Corinne Jullien travaille instinctivement à partir de la couleur et de cette spontanéité nait des formes. C’est un processus très automatique qui peut rappeler l’expressionnisme abstrait, c’est une énergie pure en action, des rythmes figuratifs apparaissent comme des patterns.
Ces formes récurrentes sont comme des archétypes qui émergent de l’inconscient, ce sont souvent des modèles primitifs, des symboles.
C’est en regardant ses œuvres que tout un chacun trouve matière à correspondances, à narrations et à rêveries exponentielles. Sa peinture est sans fin, elle s’accorde avec l’infini de notre imagination.

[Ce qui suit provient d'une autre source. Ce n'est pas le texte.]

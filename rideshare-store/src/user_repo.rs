use async_trait::async_trait;
use chrono::{DateTime, Utc};
use rideshare_core::models::{NewUser, User, UserId};
use rideshare_core::repository::UserDirectory;
use rideshare_core::StoreResult;
use tracing::info;

use crate::{fault, PostgresStore};

#[derive(sqlx::FromRow)]
struct UserRow {
    id: i64,
    name: String,
    email: String,
    created_at: DateTime<Utc>,
}

impl From<UserRow> for User {
    fn from(row: UserRow) -> Self {
        User {
            id: row.id,
            name: row.name,
            email: row.email,
            created_at: row.created_at,
        }
    }
}

#[async_trait]
impl UserDirectory for PostgresStore {
    async fn register_user(&self, user: &NewUser) -> StoreResult<Option<User>> {
        let row = sqlx::query_as::<_, UserRow>(
            r#"
            INSERT INTO users (name, email)
            VALUES ($1, $2)
            ON CONFLICT (email) DO NOTHING
            RETURNING id, name, email, created_at
            "#,
        )
        .bind(&user.name)
        .bind(&user.email)
        .fetch_optional(&self.pool)
        .await
        .map_err(fault)?;

        if let Some(row) = &row {
            info!(user_id = row.id, "User registered");
        }
        Ok(row.map(User::from))
    }

    async fn find_user_by_email(&self, email: &str) -> StoreResult<Option<User>> {
        let row = sqlx::query_as::<_, UserRow>(
            "SELECT id, name, email, created_at FROM users WHERE email = $1",
        )
        .bind(email)
        .fetch_optional(&self.pool)
        .await
        .map_err(fault)?;

        Ok(row.map(User::from))
    }

    async fn find_user(&self, user_id: UserId) -> StoreResult<Option<User>> {
        let row = sqlx::query_as::<_, UserRow>(
            "SELECT id, name, email, created_at FROM users WHERE id = $1",
        )
        .bind(user_id)
        .fetch_optional(&self.pool)
        .await
        .map_err(fault)?;

        Ok(row.map(User::from))
    }
}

Ce qui se raconte dans chacune des pièces de Corinne Jullien est une représentation composée de strates comme un mille feuilles. En extrapolant, ses œuvres peuvent s’apparenter au test de Rorschach, elles sollicitent la sensibilité et l’inconscient du visiteur.

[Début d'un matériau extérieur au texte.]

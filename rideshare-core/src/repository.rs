use async_trait::async_trait;

use crate::models::{Booking, BookingId, NewBooking, NewRide, NewUser, Ride, RideId, User, UserId};
use crate::StoreResult;

/// Ride rows as seen from inside an open unit of work.
#[async_trait]
pub trait RideStore: Send {
    /// Returns the ride only while it is OPEN, locking it until the unit of
    /// work ends. A sold-out ride comes back with `seats == 0`.
    async fn load_for_reservation(&mut self, ride_id: RideId) -> StoreResult<Option<Ride>>;

    /// Conditional decrement enforced by the store: succeeds only if at least
    /// `seats` remain and the ride is still OPEN at execution time.
    async fn decrement_seats(&mut self, ride_id: RideId, seats: i32) -> StoreResult<bool>;

    async fn increment_seats(&mut self, ride_id: RideId, seats: i32) -> StoreResult<()>;
}

/// Booking rows as seen from inside an open unit of work.
#[async_trait]
pub trait BookingStore: Send {
    async fn insert_booking(&mut self, booking: &NewBooking) -> StoreResult<Booking>;

    /// Locks the booking row until the unit of work ends.
    async fn load_booking(&mut self, booking_id: BookingId) -> StoreResult<Option<Booking>>;

    /// Returns false when no row was removed.
    async fn delete_booking(&mut self, booking_id: BookingId) -> StoreResult<bool>;
}

/// An all-or-nothing scope over ride and booking mutations.
///
/// Dropping a unit of work without calling `commit` discards every change
/// made through it.
#[async_trait]
pub trait UnitOfWork: RideStore + BookingStore + Sized {
    async fn commit(self) -> StoreResult<()>;

    async fn rollback(self) -> StoreResult<()>;
}

/// Entry point the booking engine runs against.
#[async_trait]
pub trait TransactionalStore: Send + Sync {
    type Tx: UnitOfWork;

    async fn begin(&self) -> StoreResult<Self::Tx>;

    /// Bookings of one rider, most recent first. Runs outside any unit of work.
    async fn list_bookings_by_user(&self, user_id: UserId) -> StoreResult<Vec<Booking>>;
}

/// Publishing, searching and cancelling rides.
#[async_trait]
pub trait RideCatalog: Send + Sync {
    async fn publish_ride(&self, ride: &NewRide) -> StoreResult<Ride>;

    async fn find_ride(&self, ride_id: RideId) -> StoreResult<Option<Ride>>;

    /// OPEN rides with seats left, most recent first.
    async fn list_bookable_rides(&self) -> StoreResult<Vec<Ride>>;

    /// Like `list_bookable_rides`, restricted to an exact source/destination pair.
    async fn search_rides(&self, source: &str, destination: &str) -> StoreResult<Vec<Ride>>;

    /// Every ride of an owner regardless of status, most recent first.
    async fn list_rides_by_owner(&self, owner_id: UserId) -> StoreResult<Vec<Ride>>;

    /// OPEN -> CANCELLED. Returns false if the ride is unknown, owned by
    /// someone else, or already cancelled.
    async fn cancel_ride(&self, ride_id: RideId, owner_id: UserId) -> StoreResult<bool>;
}

#[async_trait]
pub trait UserDirectory: Send + Sync {
    /// Returns `None` when the email is already registered.
    async fn register_user(&self, user: &NewUser) -> StoreResult<Option<User>>;

    async fn find_user_by_email(&self, email: &str) -> StoreResult<Option<User>>;

    async fn find_user(&self, user_id: UserId) -> StoreResult<Option<User>>;
}

/// Everything the HTTP gateway needs from a backend.
pub trait MarketplaceStore: TransactionalStore + RideCatalog + UserDirectory + 'static {}

impl<T> MarketplaceStore for T where T: TransactionalStore + RideCatalog + UserDirectory + 'static {}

L’interprétation de ses toiles et des œuvres sur papier en révèle plus sur le regardeur qui les commente que sur la peintre elle-même.

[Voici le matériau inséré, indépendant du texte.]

use axum::{
    extract::rejection::{JsonRejection, PathRejection, QueryRejection},
    http::StatusCode,
    response::{IntoResponse, Response},
    Json,
};
use rideshare_core::{CoreError, StoreError};
use serde_json::json;

#[derive(Debug)]
pub enum AppError {
    AuthorizationError(String),
    ValidationError(String),
    NotFoundError(String),
    ConflictError(String),
    InternalServerError(String),
}

impl AppError {
    fn status_and_message(self) -> (StatusCode, String) {
        match self {
            AppError::AuthorizationError(msg) => (StatusCode::FORBIDDEN, msg),
            AppError::ValidationError(msg) => (StatusCode::BAD_REQUEST, msg),
            AppError::NotFoundError(msg) => (StatusCode::NOT_FOUND, msg),
            AppError::ConflictError(msg) => (StatusCode::CONFLICT, msg),
            AppError::InternalServerError(msg) => {
                tracing::error!("Internal Server Error: {}", msg);
                (StatusCode::INTERNAL_SERVER_ERROR, "Internal Server Error".to_string())
            }
        }
    }
}

impl IntoResponse for AppError {
    fn into_response(self) -> Response {
        let (status, error_message) = self.status_and_message();

        let body = Json(json!({
            "error": error_message,
        }));

        (status, body).into_response()
    }
}

impl From<CoreError> for AppError {
    fn from(err: CoreError) -> Self {
        match err {
            CoreError::ValidationError(msg) => AppError::ValidationError(msg),
            CoreError::NotFoundError(msg) => AppError::NotFoundError(msg),
            CoreError::CapacityError { requested, available } => AppError::ConflictError(format!(
                "Not enough seats: requested {requested}, available {available}"
            )),
            CoreError::AuthorizationError(msg) => AppError::AuthorizationError(msg),
            CoreError::StorageFault(fault) => AppError::InternalServerError(fault.to_string()),
        }
    }
}

impl From<StoreError> for AppError {
    fn from(err: StoreError) -> Self {
        AppError::InternalServerError(err.to_string())
    }
}

impl From<JsonRejection> for AppError {
    fn from(rejection: JsonRejection) -> Self {
        AppError::ValidationError(format!("Invalid JSON body: {}", rejection.body_text()))
    }
}

impl From<QueryRejection> for AppError {
    fn from(rejection: QueryRejection) -> Self {
        AppError::ValidationError(rejection.body_text())
    }
}

impl From<PathRejection> for AppError {
    fn from(rejection: PathRejection) -> Self {
        AppError::ValidationError(rejection.body_text())
    }
}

De ses peintures émergent des éléments grossis ou réduits comme nous les fournissent les rêves ou les fantasmes. Des rencontres ahurissantes se produisent. Le rêve est l’expression d’un désir, soit clair, soit dissimulé. Désirs de fuite, désir d’échapper à un piège, désir de rencontre. Nos désirs masqués se situent à la limite de la figuration et travaillent notre mémoire, nos souvenirs. Souvenirs réels ou faux souvenirs, l’esprit reconstruit le passé, l’imagine parfois.
Le travail de Corinne Jullien, y compris dans les titres de ses œuvres, exprime des ambivalences : une lutte entre le bien et le mal, entre la cruauté et une impression enfantine et joyeuse, entre le presque figuratif et le presque abstrait. C’est une pulsion de création, comme si la peinture était la vie, mais une vie plus prégnante et plus intrépide que l’autre.
Extrait du texte de Laurent Quénéhen, critique d'art, commissaire d'exposition,
écrit à l'occasion de l'exposition Figure augmentée, galerie Le Trapèze. 2024.